To the resin added 1.2 equivalent of transferrin dissolved in 0.05 M solution of sodium carbonate and 0.1 M citrate-sodium buffer, pH of 9.5. Then to the solution was added 5 M cyanoborohydride 1 N. NaOH solution. A glass column was placed on a rotator and stirred for 2 hours. Then the resin is washed 15 times with water and 5 times with tetrahydrofuran (THF) and DCM.

6. The selection of resin.

1% triperoxonane acid (TFA) in 1 ml DCM twice added to the resin, each time for one minute. The supernatant is collected and DCM is evaporated. The obtained oily film again hydronaut in N2Oh and lyophilizers.

7. Linking polymer:

The connection structure connecting aguinaga amination with cyanoborohydride sodium: first, the copolymer is added to atransferrinemia binding agent, dissolved in 0.05 M solution of sodium carbonate and 0.1 M sodium citrate buffer. Add 5 M cyanoborohydride 1 N. NaOH solution and the reaction mixture is stirred for two hours at room temperature. Unreacted aldehyde sites block the addition of ethanolamine and interaction within 15 minutes at room temperature. The resulting conjugate is purified by dialysis. (See scheme 3 in the end of the description).

Example 20: a General method of obtaining complexes of cyclodextrin with small molecules

Copolymer based on cyclodextrin (CD polymer) is dissolved in water, buffer or organic solvent to the appropriate concentration. Connection with small molecules dissolved in a solvent miscible with the solvent of the solution CD-polymer, and added to a solution of CD polymer. The mixture is then stirred for1/2hours and left to reach equilibrium overnight.

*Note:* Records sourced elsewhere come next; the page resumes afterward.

use chrono::{Days, NaiveDate};
use log::{debug, trace};
use std::fmt;

use crate::error::{ScheduleError, ScheduleResult};
use crate::format::format_short_date;

/// Date format accepted for maturity dates (ISO calendar date).
pub const ISO_DATE_FORMAT: &str = "%Y-%m-%d";

const DAYS_PER_WEEK: u64 = 7;

#[derive(Clone, Copy, PartialEq, Eq, Debug)]
#[cfg_attr(feature = "serde", derive(serde::Serialize, serde::Deserialize))]
pub enum Period {
    BaseReturn,
    PenaltyWeek(u32),
}

impl fmt::Display for Period {
    fn fmt(&self, f: &mut fmt::Formatter<'_>) -> fmt::Result {
        match self {
            Period::BaseReturn => write!(f, "Base Return"),
            Period::PenaltyWeek(week) => write!(f, "Week {} Penalty", week),
        }
    }
}

/// Span of calendar days covered by one schedule row.
#[derive(Clone, Copy, PartialEq, Eq, Debug)]
#[cfg_attr(feature = "serde", derive(serde::Serialize, serde::Deserialize))]
pub enum DateRange {
    Through(NaiveDate),
    Span { start: NaiveDate, end: NaiveDate },
}

impl DateRange {
    pub fn end_date(&self) -> NaiveDate {
        match self {
            DateRange::Through(date) => *date,
            DateRange::Span { end, .. } => *end,
        }
    }
}

impl fmt::Display for DateRange {
    fn fmt(&self, f: &mut fmt::Formatter<'_>) -> fmt::Result {
        match self {
            DateRange::Through(date) => write!(f, "Through {}", format_short_date(date)),
            DateRange::Span { start, end } => write!(
                f,
                "{} - {}",
                format_short_date(start),
                format_short_date(end)
            ),
        }
    }
}

#[derive(Clone, PartialEq, Debug)]
#[cfg_attr(feature = "serde", derive(serde::Serialize, serde::Deserialize))]
pub struct ScheduleRow {
    pub period: Period,
    pub date_range: DateRange,
    pub principal: f64,
    pub interest: f64,
    pub total_return: f64,
    pub return_percentage: f64,
}

impl ScheduleRow {
    pub fn new(period: Period, date_range: DateRange, principal: f64, interest: f64) -> Self {
        Self {
            period,
            date_range,
            principal,
            interest,
            total_return: principal + interest,
            return_percentage: (interest / principal) * 100.,
        }
    }
}

impl fmt::Display for ScheduleRow {
    fn fmt(&self, f: &mut fmt::Formatter<'_>) -> fmt::Result {
        write!(
            f,
            "{}, {}, principal ${:.4}, interest ${:.4}, total return ${:.4}, return {:.4}%",
            self.period,
            self.date_range,
            self.principal,
            self.interest,
            self.total_return,
            self.return_percentage
        )
    }
}

#[derive(Clone, PartialEq, Debug)]
#[cfg_attr(feature = "serde", derive(serde::Serialize, serde::Deserialize))]
pub struct LoanParameters {
    pub principal: f64,
    pub base_interest_rate: f64,
    pub weekly_penalty_rate: f64,
    pub maturity_date: NaiveDate,
    pub weeks_to_project: u32,
}

impl LoanParameters {
    /// Builds validated parameters from raw values, parsing `maturity_date`
    /// as an ISO calendar date (`2024-12-27`).
    pub fn new(
        principal: f64,          // loan principal
        base_interest_rate: f64, // base rate as a percentage (i.e., 16.5)
        weekly_penalty_rate: f64, // weekly penalty as a percentage (i.e., 3.5)
        maturity_date: &str,     // ISO date anchoring week 0
        weeks_to_project: i64,   // penalty weeks to compute
    ) -> ScheduleResult<Self> {
        let maturity_date = NaiveDate::parse_from_str(maturity_date.trim(), ISO_DATE_FORMAT)
            .map_err(|e| {
                ScheduleError::invalid(
                    "maturity_date",
                    format!("'{}' is not a valid calendar date ({})", maturity_date, e),
                )
            })?;

        if weeks_to_project < 0 {
            return Err(ScheduleError::invalid(
                "weeks_to_project",
                format!("must not be negative, got {}", weeks_to_project),
            ));
        }
        let weeks_to_project = u32::try_from(weeks_to_project).map_err(|_| {
            ScheduleError::invalid(
                "weeks_to_project",
                format!("{} exceeds the supported range", weeks_to_project),
            )
        })?;

        let params = Self {
            principal,
            base_interest_rate,
            weekly_penalty_rate,
            maturity_date,
            weeks_to_project,
        };
        params.validate()?;
        Ok(params)
    }

    pub fn validate(&self) -> ScheduleResult<()> {
        if !self.principal.is_finite() || self.principal <= 0. {
            return Err(ScheduleError::invalid(
                "principal",
                format!("must be a positive amount, got {}", self.principal),
            ));
        }
        if !self.base_interest_rate.is_finite() {
            return Err(ScheduleError::invalid(
                "base_interest_rate",
                "must be a finite percentage",
            ));
        }
        if !self.weekly_penalty_rate.is_finite() {
            return Err(ScheduleError::invalid(
                "weekly_penalty_rate",
                "must be a finite percentage",
            ));
        }
        Ok(())
    }

    /// Interest earned through maturity, before any penalty accrues.
    pub fn base_interest(&self) -> f64 {
        self.principal * (self.base_interest_rate / 100.)
    }
}

/// Projects the loan's return through maturity followed by one row per
/// penalty week. The penalty compounds on the base interest only, never on
/// the prior week's total.
pub fn generate(params: &LoanParameters) -> ScheduleResult<Vec<ScheduleRow>> {
    params.validate()?;
    debug!(
        "generating schedule: principal {}, base rate {}%, penalty {}%/week, maturity {}, {} weeks",
        params.principal,
        params.base_interest_rate,
        params.weekly_penalty_rate,
        params.maturity_date,
        params.weeks_to_project
    );

    // the last week must end on a representable date before any row is built
    add_days(
        &params.maturity_date,
        u64::from(params.weeks_to_project) * DAYS_PER_WEEK,
    )?;

    let mut rows: Vec<ScheduleRow> = Vec::with_capacity(params.weeks_to_project as usize + 1);
    let base_interest = params.base_interest();
    let penalty_factor = 1. + (params.weekly_penalty_rate / 100.);

    // base row echoes the base rate rather than recomputing it from the ratio
    rows.push(ScheduleRow {
        period: Period::BaseReturn,
        date_range: DateRange::Through(params.maturity_date),
        principal: params.principal,
        interest: base_interest,
        total_return: params.principal + base_interest,
        return_percentage: params.base_interest_rate,
    });

    for week in 1..=params.weeks_to_project {
        let start = add_days(
            &params.maturity_date,
            (u64::from(week) - 1) * DAYS_PER_WEEK + 1,
        )?;
        let end = add_days(&start, DAYS_PER_WEEK - 1)?;
        let interest = base_interest * penalty_factor.powf(f64::from(week));

        let row = ScheduleRow::new(
            Period::PenaltyWeek(week),
            DateRange::Span { start, end },
            params.principal,
            interest,
        );
        trace!("{}", row);
        rows.push(row);
    }
    Ok(rows)
}

fn add_days(&date: &NaiveDate, days: u64) -> ScheduleResult<NaiveDate> {
    date.checked_add_days(Days::new(days))
        .ok_or(ScheduleError::DateOutOfRange { date, days })
}

/// A generated schedule together with the parameters that produced it.
#[derive(Clone, PartialEq, Debug)]
pub struct PenaltySchedule {
    params: LoanParameters,
    rows: Vec<ScheduleRow>,
}

impl PenaltySchedule {
    pub fn new(params: LoanParameters) -> ScheduleResult<Self> {
        let rows = generate(&params)?;
        Ok(Self { params, rows })
    }

    pub fn parameters(&self) -> &LoanParameters {
        &self.params
    }

    pub fn rows(&self) -> &[ScheduleRow] {
        &self.rows
    }

    pub fn get_row_count(&self) -> usize {
        self.rows.len()
    }

    /// Row 0 is the base return, row N is penalty week N.
    pub fn get_row_info(&self, &index: &usize) -> String {
        match self.rows.get(index) {
            Some(row) => row.to_string(),
            None => "No schedule information.".to_string(),
        }
    }

    pub fn get_row_detail(&self, &index: &usize) -> Option<&ScheduleRow> {
        self.rows.get(index)
    }

    pub fn base_row(&self) -> &ScheduleRow {
        &self.rows[0]
    }

    pub fn final_row(&self) -> &ScheduleRow {
        &self.rows[self.rows.len() - 1]
    }

    /// Interest added by penalties on top of the base return.
    pub fn penalty_accrued(&self) -> f64 {
        self.final_row().interest - self.base_row().interest
    }

    pub fn show_schedule(&self) {
        for row in &self.rows {
            println!("{}", row);
        }
    }
}
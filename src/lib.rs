pub mod error;
pub mod format;
pub mod link;
pub mod loan;
pub mod report;

pub use error::{ScheduleError, ScheduleResult};
pub use format::FormatConfig;
pub use link::LoanDetails;
pub use loan::{generate, DateRange, LoanParameters, PenaltySchedule, Period, ScheduleRow};

// verifies that types can be shared freely between callers
#[cfg(test)]
fn is_normal<T: Sized + Send + Sync + Unpin>() {}

#[test]
fn normal_types() {
    is_normal::<LoanParameters>();
    is_normal::<ScheduleRow>();
    is_normal::<PenaltySchedule>();
    is_normal::<LoanDetails>();
    is_normal::<ScheduleError>();
}
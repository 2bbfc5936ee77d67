use chrono::NaiveDate;
use thiserror::Error;

#[derive(Debug, Error)]
pub enum ScheduleError {
    #[error("Invalid parameters: {field} - {reason}")]
    InvalidParameters { field: String, reason: String },

    #[error("Date out of range: {days} days after {date}")]
    DateOutOfRange { date: NaiveDate, days: u64 },

    #[error("Invalid link: {0}")]
    InvalidLink(String),

    #[error("Export failed: {0}")]
    Export(String),
}

impl ScheduleError {
    pub(crate) fn invalid(field: &str, reason: impl Into<String>) -> Self {
        ScheduleError::InvalidParameters {
            field: field.into(),
            reason: reason.into(),
        }
    }
}

impl From<url::ParseError> for ScheduleError {
    fn from(e: url::ParseError) -> Self {
        ScheduleError::InvalidLink(e.to_string())
    }
}

impl From<csv::Error> for ScheduleError {
    fn from(e: csv::Error) -> Self {
        ScheduleError::Export(e.to_string())
    }
}

impl From<std::io::Error> for ScheduleError {
    fn from(e: std::io::Error) -> Self {
        ScheduleError::Export(e.to_string())
    }
}

/// Standard result type for schedule operations
pub type ScheduleResult<T> = Result<T, ScheduleError>;
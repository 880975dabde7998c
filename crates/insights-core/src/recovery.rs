//! Recovery of a JSON payload from an untrusted model reply.
//!
//! The reply may carry prose around the payload or wrap it in a fenced code
//! block. Recovery is one fenced-block search followed by one bracket-trim
//! pass, then a strict parse. Nothing more lenient is attempted, and a parse
//! failure is terminal for the current generation attempt.

use std::sync::OnceLock;

use regex::Regex;
use serde_json::{Map, Value};

use crate::{Error, Result};

/// One recovered insight candidate, still untyped.
pub type Entry = Map<String, Value>;

fn re_fenced_list() -> &'static Regex {
  static RE: OnceLock<Regex> = OnceLock::new();
  RE.get_or_init(|| Regex::new(r"(?s)```(?:json)?\s*(\[.*?\])\s*```").unwrap())
}

/// Extract the list of entries from `raw`.
///
/// Fails with [`Error::ResponseParse`] (carrying the full reply) when the
/// recovered text is not a JSON array of objects.
pub fn recover(raw: &str) -> Result<Vec<Entry>> {
  let candidate = fenced_payload(raw).unwrap_or_else(|| raw.trim());
  let trimmed = trim_to_list(candidate);

  serde_json::from_str(trimmed).map_err(|source| {
    tracing::error!(error = %source, "failed to decode JSON from model reply");
    Error::ResponseParse {
      raw: raw.to_owned(),
      source,
    }
  })
}

/// Body of the first fenced block whose content is list-shaped.
fn fenced_payload(raw: &str) -> Option<&str> {
  re_fenced_list()
    .captures(raw)
    .and_then(|caps| caps.get(1))
    .map(|m| m.as_str())
}

/// Cut everything before the first `[` and after the last `]`.
///
/// Without a well-ordered pair the result is empty, which the strict parse
/// then rejects.
fn trim_to_list(text: &str) -> &str {
  match (text.find('['), text.rfind(']')) {
    (Some(start), Some(end)) if start < end => &text[start..=end],
    _ => "",
  }
}
//! The `InsightStore` trait.
//!
//! Implemented by storage backends (`insights-store-fs`,
//! `insights-store-sqlite`). The service layer depends on this abstraction,
//! not on any concrete backend.

use std::future::Future;

use crate::{file::FileId, insight::Insight};

/// Durable home of insight sets, one per [`FileId`].
///
/// A set is written as a unit: [`save`](InsightStore::save) replaces whatever
/// was stored for the id before, it never merges or appends. No locking is
/// implied; concurrent saves for the same id are last-write-wins.
///
/// Backend errors convert into [`crate::Error`]; a record that exists but
/// fails to decode or validate must surface as
/// [`crate::Error::RecordCorrupt`], never as a missing record.
pub trait InsightStore: Send + Sync {
  type Error: std::error::Error + Into<crate::Error> + Send + Sync + 'static;

  /// Persist `insights` as the complete record for `file_id`.
  fn save<'a>(
    &'a self,
    file_id: &'a FileId,
    insights: &'a [Insight],
  ) -> impl Future<Output = Result<(), Self::Error>> + Send + 'a;

  /// Load the record for `file_id`. Returns `None` if nothing was saved.
  fn load<'a>(
    &'a self,
    file_id: &'a FileId,
  ) -> impl Future<Output = Result<Option<Vec<Insight>>, Self::Error>> + Send + 'a;
}
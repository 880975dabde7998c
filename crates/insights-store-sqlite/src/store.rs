//! [`SqliteInsightStore`]: the SQLite implementation of [`InsightStore`].

use std::path::Path;

use chrono::Utc;
use insights_core::{FileId, Insight, store::InsightStore};
use rusqlite::OptionalExtension as _;

use crate::{
  Result,
  encode::{EncodedInsight, RawInsight, encode_dt},
  schema::SCHEMA,
};

// ─── Store ───────────────────────────────────────────────────────────────────

/// An insight store backed by a single SQLite file.
///
/// Cloning is cheap: the inner connection is reference-counted.
#[derive(Clone)]
pub struct SqliteInsightStore {
  pub(crate) conn: tokio_rusqlite::Connection,
}

impl SqliteInsightStore {
  /// Open (or create) a store at `path` and run schema initialisation.
  pub async fn open(path: impl AsRef<Path>) -> Result<Self> {
    let conn = tokio_rusqlite::Connection::open(path).await?;
    let store = Self { conn };
    store.init_schema().await?;
    Ok(store)
  }

  /// Open an in-memory store: useful for testing.
  pub async fn open_in_memory() -> Result<Self> {
    let conn = tokio_rusqlite::Connection::open_in_memory().await?;
    let store = Self { conn };
    store.init_schema().await?;
    Ok(store)
  }

  async fn init_schema(&self) -> Result<()> {
    self
      .conn
      .call(|conn| {
        conn.execute_batch(SCHEMA)?;
        Ok(())
      })
      .await?;
    Ok(())
  }
}

// ─── InsightStore impl ───────────────────────────────────────────────────────

impl InsightStore for SqliteInsightStore {
  type Error = crate::Error;

  async fn save(&self, file_id: &FileId, insights: &[Insight]) -> Result<()> {
    let id_str = file_id.to_string();
    let at_str = encode_dt(Utc::now());
    let rows = insights
      .iter()
      .enumerate()
      .map(|(i, insight)| EncodedInsight::new(i, insight))
      .collect::<Result<Vec<_>>>()?;
    let count = rows.len();

    self
      .conn
      .call(move |conn| {
        let tx = conn.transaction()?;
        tx.execute(
          "INSERT INTO insight_sets (file_id, generated_at) VALUES (?1, ?2)
           ON CONFLICT(file_id) DO UPDATE SET generated_at = excluded.generated_at",
          rusqlite::params![id_str, at_str],
        )?;
        tx.execute(
          "DELETE FROM insights WHERE file_id = ?1",
          rusqlite::params![id_str],
        )?;
        {
          let mut stmt = tx.prepare(
            "INSERT INTO insights (
               file_id, position, title, description, confidence_score, reference_rows
             ) VALUES (?1, ?2, ?3, ?4, ?5, ?6)",
          )?;
          for row in &rows {
            stmt.execute(rusqlite::params![
              id_str,
              row.position,
              row.title,
              row.description,
              row.confidence_score,
              row.reference_rows,
            ])?;
          }
        }
        tx.commit()?;
        Ok(())
      })
      .await?;

    tracing::info!(%file_id, count, "insights saved");
    Ok(())
  }

  async fn load(&self, file_id: &FileId) -> Result<Option<Vec<Insight>>> {
    let id_str = file_id.to_string();

    let raws: Option<Vec<RawInsight>> = self
      .conn
      .call(move |conn| {
        let exists = conn
          .query_row(
            "SELECT 1 FROM insight_sets WHERE file_id = ?1",
            rusqlite::params![id_str],
            |_| Ok(()),
          )
          .optional()?
          .is_some();
        if !exists {
          return Ok(None);
        }

        let mut stmt = conn.prepare(
          "SELECT title, description, confidence_score, reference_rows
             FROM insights
            WHERE file_id = ?1
            ORDER BY position",
        )?;
        let rows = stmt
          .query_map(rusqlite::params![id_str], |row| {
            Ok(RawInsight {
              title:            row.get(0)?,
              description:      row.get(1)?,
              confidence_score: row.get(2)?,
              reference_rows:   row.get(3)?,
            })
          })?
          .collect::<rusqlite::Result<Vec<_>>>()?;
        Ok(Some(rows))
      })
      .await?;

    raws
      .map(|raws| {
        raws
          .into_iter()
          .map(|raw| raw.into_insight(file_id))
          .collect::<Result<Vec<_>>>()
      })
      .transpose()
  }
}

Example 21: the Formation of the complex of cyclodextrin copolymer with doxorubicin.

Doxorubicin and CD polymer dissolved in various concentrations in PBS (phosphate buffer saline, pH of 7.2). The constant Association between CD and doxorubicin determine metering the interaction of CD and doxorubicin increases the intensity of fluorescence). The constant Association of approximately 200 M-1at pH of 7.1. Adding-CD significantly increases the fluorescence of doxorubicin, which is an indicator of complexation between CD polymer and doxorubicin. In the publication Husain et al., Applied Spectroscopy Vol. 46, No. 4, 652-658 (1992) shows that the constant Association between CD and doxorubicin equal to 210 M-1at pH of 7.1.

Example 22: the delivery of small molecules to cultured cells

For cultured cell lines used medium containing doxorubicin and doxorubicin complexes/CD polymer at various concentrations. After 5 hours, the medium removed and replaced with fresh medium. The effect of doxorubicin on survival of cells determined using quantitative analysis of the toxicity of MTT ([3-(4,5-dimethylthiazol-2-yl)-2,5-diphenyl-2H-tetrazole). (R. Ian Feshney, “Culture of animal cells”, 3rded., Wiley-Liss: New York (1994)). The results are presented in the table below. Copolymer of 15 or 16 (138 microns equivalent CD monomer) is not toxic to KB or KB-VI (a derivative of KB, multidrug-resistant) cell lines in the absence of doxorubicin. When the receptor-held delivery for complexation with doxorubicin is used ligand, such as foliate, covalent the output constant charge and plasmids

Typically, equal volumes of CD polymer with a fixed charge and a DNA plasmid are mixed in appropriate ratios charges polymer/plasmid. The mixture is then allowed to reach equilibrium and leave overnight for spontaneous aggregation at room temperature. The process of complex formation is controlled by transferring a small aliquot of the mixture in 0.6% agarose gel and check the mobility of the DNA. Free DNA is moved under the action of an applied voltage, while complex DNA slows down in the tank.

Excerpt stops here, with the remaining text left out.